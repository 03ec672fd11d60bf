//! Collector supervision: session lifecycle, watchdog replacement of hung
//! collectors, operator retargeting, and graceful shutdown.
//!
//! The supervisor owns exactly one chat collector and one stats collector
//! at a time, each tracked in a slot with a generation number. Every
//! deliberate replacement bumps the generation first, so completion events
//! from a superseded collector arrive stale and are discarded instead of
//! driving the state machine twice.

use std::sync::Arc;
use std::sync::atomic::{AtomicU64, Ordering};
use std::time::Duration;

use tokio::sync::{Notify, mpsc};
use tokio::task::JoinHandle;
use tokio_util::sync::CancellationToken;
use tracing::{debug, error, info, warn};

use crate::collector::{ChatCollector, PollOutcome, StatsCollector};
use crate::context::WorkerContext;
use crate::stats::BroadcastStatus;
use crate::storage::ACTIVE_TARGET_KEY;
use crate::target::TargetDescriptor;
use crate::Result;

/// Coarse lifecycle phase, readable by watchdogs and operators.
#[derive(Debug, Clone, Copy, PartialEq, Eq)]
pub enum WorkerPhase {
    /// Collectors not yet started.
    Initializing,
    /// Both collectors active against the current target.
    Running,
    /// Stream ended; holding the target warm in case it resumes or a
    /// retarget arrives.
    GracePeriod,
    /// Grace expired; waiting for a retarget.
    Idle,
}

/// Broadcast lifecycle of the current target, fed by status-change
/// notifications from the stats collector. Reset on every retarget.
#[derive(Debug, Clone, Copy, PartialEq, Eq)]
pub enum StreamLifecycleState {
    /// Scheduled but not started; waiting-room chat is still collected.
    Upcoming,
    Live,
    Ended,
}
//! Client configuration and API URL construction.

// self
use crate::{
	_prelude::*,
	auth::{ScopeSet, TokenSecret},
	error::ConfigError,
};

/// Read-only settings supplied when building a [`Client`](crate::client::Client).
#[derive(Clone, Debug, Serialize, Deserialize)]
#[serde(default)]
pub struct ClientConfig {
	/// Scheme and host (optionally with a base path) of the API.
	pub api_host: String,
	/// Version path segment inserted before every operation path.
	pub api_version: String,
	/// Value of the `datasource` query parameter.
	pub datasource: String,
	/// OAuth token endpoint used for refreshes.
	pub token_endpoint: String,
	/// Application client identifier, required to refresh tokens.
	pub client_id: Option<String>,
	/// Application client secret.
	pub client_secret: Option<TokenSecret>,
	/// Deadline for each HTTP round trip.
	pub timeout: Duration,
	/// Tokens expiring within this window are refreshed before use.
	pub refresh_window: Duration,
	/// Page ceiling for paginated calls; unbounded when `None`.
	pub max_pages: Option<u32>,
	/// `User-Agent` header sent with every request.
	pub user_agent: Option<String>,
	/// Scopes the hosting application requested for its tokens.
	pub scopes: ScopeSet,
}
impl ClientConfig {
	/// Default API host.
	pub const DEFAULT_API_HOST: &str = "https://esi.evetech.net";
	/// Default API version segment.
	pub const DEFAULT_API_VERSION: &str = "latest";
	/// Default datasource.
	pub const DEFAULT_DATASOURCE: &str = "tranquility";
	/// Default per-request timeout.
	pub const DEFAULT_TIMEOUT: Duration = Duration::seconds(60);
	/// Default refresh window.
	pub const DEFAULT_REFRESH_WINDOW: Duration = Duration::seconds(60);
	/// Default SSO token endpoint.
	pub const DEFAULT_TOKEN_ENDPOINT: &str = "https://login.eveonline.com/v2/oauth/token";

	/// Overrides the API host.
	pub fn with_api_host(mut self, host: impl Into<String>) -> Self {
		self.api_host = host.into();

		self
	}

	/// Overrides the API version segment.
	pub fn with_api_version(mut self, version: impl Into<String>) -> Self {
		self.api_version = version.into();

		self
	}

	/// Overrides the datasource.
	pub fn with_datasource(mut self, datasource: impl Into<String>) -> Self {
		self.datasource = datasource.into();

		self
	}

	/// Overrides the token endpoint.
	pub fn with_token_endpoint(mut self, endpoint: impl Into<String>) -> Self {
		self.token_endpoint = endpoint.into();

		self
	}

	/// Sets the application credentials used for refreshes.
	pub fn with_client_credentials(
		mut self,
		client_id: impl Into<String>,
		client_secret: impl Into<String>,
	) -> Self {
		self.client_id = Some(client_id.into());
		self.client_secret = Some(TokenSecret::new(client_secret));

		self
	}

	/// Overrides the per-request timeout.
	pub fn with_timeout(mut self, timeout: Duration) -> Self {
		self.timeout = timeout;

		self
	}

	/// Overrides the refresh window.
	pub fn with_refresh_window(mut self, window: Duration) -> Self {
		self.refresh_window = window;

		self
	}

	/// Bounds paginated calls to `limit` pages.
	pub fn with_max_pages(mut self, limit: u32) -> Self {
		self.max_pages = Some(limit);

		self
	}

	/// Sets the `User-Agent` header.
	pub fn with_user_agent(mut self, user_agent: impl Into<String>) -> Self {
		self.user_agent = Some(user_agent.into());

		self
	}

	/// Records the scopes requested by the hosting application.
	pub fn with_scopes(mut self, scopes: ScopeSet) -> Self {
		self.scopes = scopes;

		self
	}

	/// Checks every field, returning the first violation.
	pub fn validate(&self) -> Result<(), ConfigError> {
		ApiEndpoint::from_config(self)?;
		self.token_url()?;

		if !self.timeout.is_positive() {
			return Err(ConfigError::InvalidValue { field: "timeout", reason: "must be positive" });
		}
		if self.refresh_window.is_negative() {
			return Err(ConfigError::InvalidValue {
				field: "refresh_window",
				reason: "must not be negative",
			});
		}
		if self.max_pages == Some(0) {
			return Err(ConfigError::InvalidValue {
				field: "max_pages",
				reason: "must allow at least one page",
			});
		}

		Ok(())
	}

	/// Parses the token endpoint.
	pub fn token_url(&self) -> Result<Url, ConfigError> {
		Url::parse(&self.token_endpoint)
			.map_err(|source| ConfigError::InvalidUrl { field: "token_endpoint", source })
	}

	/// Per-request timeout as a standard duration; non-positive values collapse to zero.
	pub(crate) fn request_timeout(&self) -> std::time::Duration {
		if self.timeout.is_positive() { self.timeout.unsigned_abs() } else { Default::default() }
	}
}
impl Default for ClientConfig {
	fn default() -> Self {
		Self {
			api_host: Self::DEFAULT_API_HOST.into(),
			api_version: Self::DEFAULT_API_VERSION.into(),
			datasource: Self::DEFAULT_DATASOURCE.into(),
			token_endpoint: Self::DEFAULT_TOKEN_ENDPOINT.into(),
			client_id: None,
			client_secret: None,
			timeout: Self::DEFAULT_TIMEOUT,
			refresh_window: Self::DEFAULT_REFRESH_WINDOW,
			max_pages: None,
			user_agent: None,
			scopes: ScopeSet::default(),
		}
	}
}

/// Versioned API root that turns operation paths into absolute URLs.
#[derive(Clone, Debug, PartialEq, Eq)]
pub struct ApiEndpoint {
	base: Url,
	version: String,
	datasource: String,
}
impl ApiEndpoint {
	/// Parses the host, version, and datasource from `config`.
	pub fn from_config(config: &ClientConfig) -> Result<Self, ConfigError> {
		let base = Url::parse(&config.api_host)
			.map_err(|source| ConfigError::InvalidUrl { field: "api_host", source })?;

		if base.cannot_be_a_base() {
			return Err(ConfigError::CannotBeABase { host: config.api_host.clone() });
		}

		let version = config.api_version.trim_matches('/');

		if version.is_empty() {
			return Err(ConfigError::InvalidValue { field: "api_version", reason: "must not be empty" });
		}
		if config.datasource.is_empty() {
			return Err(ConfigError::InvalidValue { field: "datasource", reason: "must not be empty" });
		}

		Ok(Self { base, version: version.to_owned(), datasource: config.datasource.clone() })
	}

	/// Builds `{host}/{version}{path}?datasource={datasource}&{params}`.
	///
	/// Path segments are percent-encoded and a trailing `/` on `path` is kept. `params` are
	/// appended in the order given.
	pub fn build_url(&self, path: &str, params: &[(String, String)]) -> Result<Url, ConfigError> {
		let mut url = self.base.clone();

		{
			let mut segments = url
				.path_segments_mut()
				.map_err(|_| ConfigError::CannotBeABase { host: self.base.to_string() })?;

			segments.pop_if_empty();
			segments.extend(self.version.split('/'));
			segments.extend(path.split('/').filter(|segment| !segment.is_empty()));

			if path.ends_with('/') {
				segments.push("");
			}
		}

		url.query_pairs_mut()
			.clear()
			.append_pair("datasource", &self.datasource)
			.extend_pairs(params);

		Ok(url)
	}
}

#[cfg(test)]
mod tests {
	// self
	use super::*;

	fn endpoint(host: &str) -> ApiEndpoint {
		ApiEndpoint::from_config(&ClientConfig::default().with_api_host(host))
			.expect("Endpoint fixture should be valid.")
	}

	#[test]
	fn build_url_inserts_version_and_datasource() {
		let url = endpoint("https://esi.evetech.net")
			.build_url(
				"/markets/10000002/orders/",
				&[("order_type".into(), "sell".into()), ("page".into(), "2".into())],
			)
			.expect("URL should build.");

		assert_eq!(
			url.as_str(),
			"https://esi.evetech.net/latest/markets/10000002/orders/?datasource=tranquility&order_type=sell&page=2"
		);
	}

	#[test]
	fn build_url_keeps_host_base_path_and_encodes_segments() {
		let url = endpoint("http://127.0.0.1:8080/esi/")
			.build_url("/universe/types/a b", &[])
			.expect("URL should build.");

		assert_eq!(url.as_str(), "http://127.0.0.1:8080/esi/latest/universe/types/a%20b?datasource=tranquility");
	}

	#[test]
	fn validate_rejects_bad_values() {
		assert!(ClientConfig::default().validate().is_ok());
		assert!(matches!(
			ClientConfig::default().with_api_host("not a url").validate(),
			Err(ConfigError::InvalidUrl { field: "api_host", .. })
		));
		assert!(matches!(
			ClientConfig::default().with_api_host("data:text/plain,esi").validate(),
			Err(ConfigError::CannotBeABase { .. })
		));
		assert!(matches!(
			ClientConfig::default().with_token_endpoint("::").validate(),
			Err(ConfigError::InvalidUrl { field: "token_endpoint", .. })
		));
		assert!(matches!(
			ClientConfig::default().with_timeout(Duration::ZERO).validate(),
			Err(ConfigError::InvalidValue { field: "timeout", .. })
		));
		assert!(matches!(
			ClientConfig::default().with_refresh_window(Duration::seconds(-1)).validate(),
			Err(ConfigError::InvalidValue { field: "refresh_window", .. })
		));
		assert!(matches!(
			ClientConfig::default().with_max_pages(0).validate(),
			Err(ConfigError::InvalidValue { field: "max_pages", .. })
		));
		assert!(matches!(
			ClientConfig::default().with_datasource("").validate(),
			Err(ConfigError::InvalidValue { field: "datasource", .. })
		));
	}

	#[test]
	fn debug_redacts_client_secret() {
		let config = ClientConfig::default().with_client_credentials("app-id", "app-secret");
		let rendered = format!("{config:?}");

		assert!(rendered.contains("app-id"));
		assert!(!rendered.contains("app-secret"));
	}

	#[test]
	fn deserializes_partial_documents_with_defaults() {
		let config: ClientConfig =
			serde_json::from_str(r#"{ "datasource": "singularity", "max_pages": 50 }"#)
				.expect("Partial config should deserialize.");

		assert_eq!(config.datasource, "singularity");
		assert_eq!(config.max_pages, Some(50));
		assert_eq!(config.api_host, ClientConfig::DEFAULT_API_HOST);
		assert_eq!(config.timeout, ClientConfig::DEFAULT_TIMEOUT);
	}
}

________________________________________

ABOUT THIS TASK:
Only the lines from the beginning of the listing through the line containing "generation number. Every" are wanted, each restated word for word.

YOUR RESPONSE:
repository 03ec672fd11d60bf
//! Collector supervision: session lifecycle, watchdog replacement of hung
//! collectors, operator retargeting, and graceful shutdown.
//!
//! The supervisor owns exactly one chat collector and one stats collector
//! at a time, each tracked in a slot with a generation number. Every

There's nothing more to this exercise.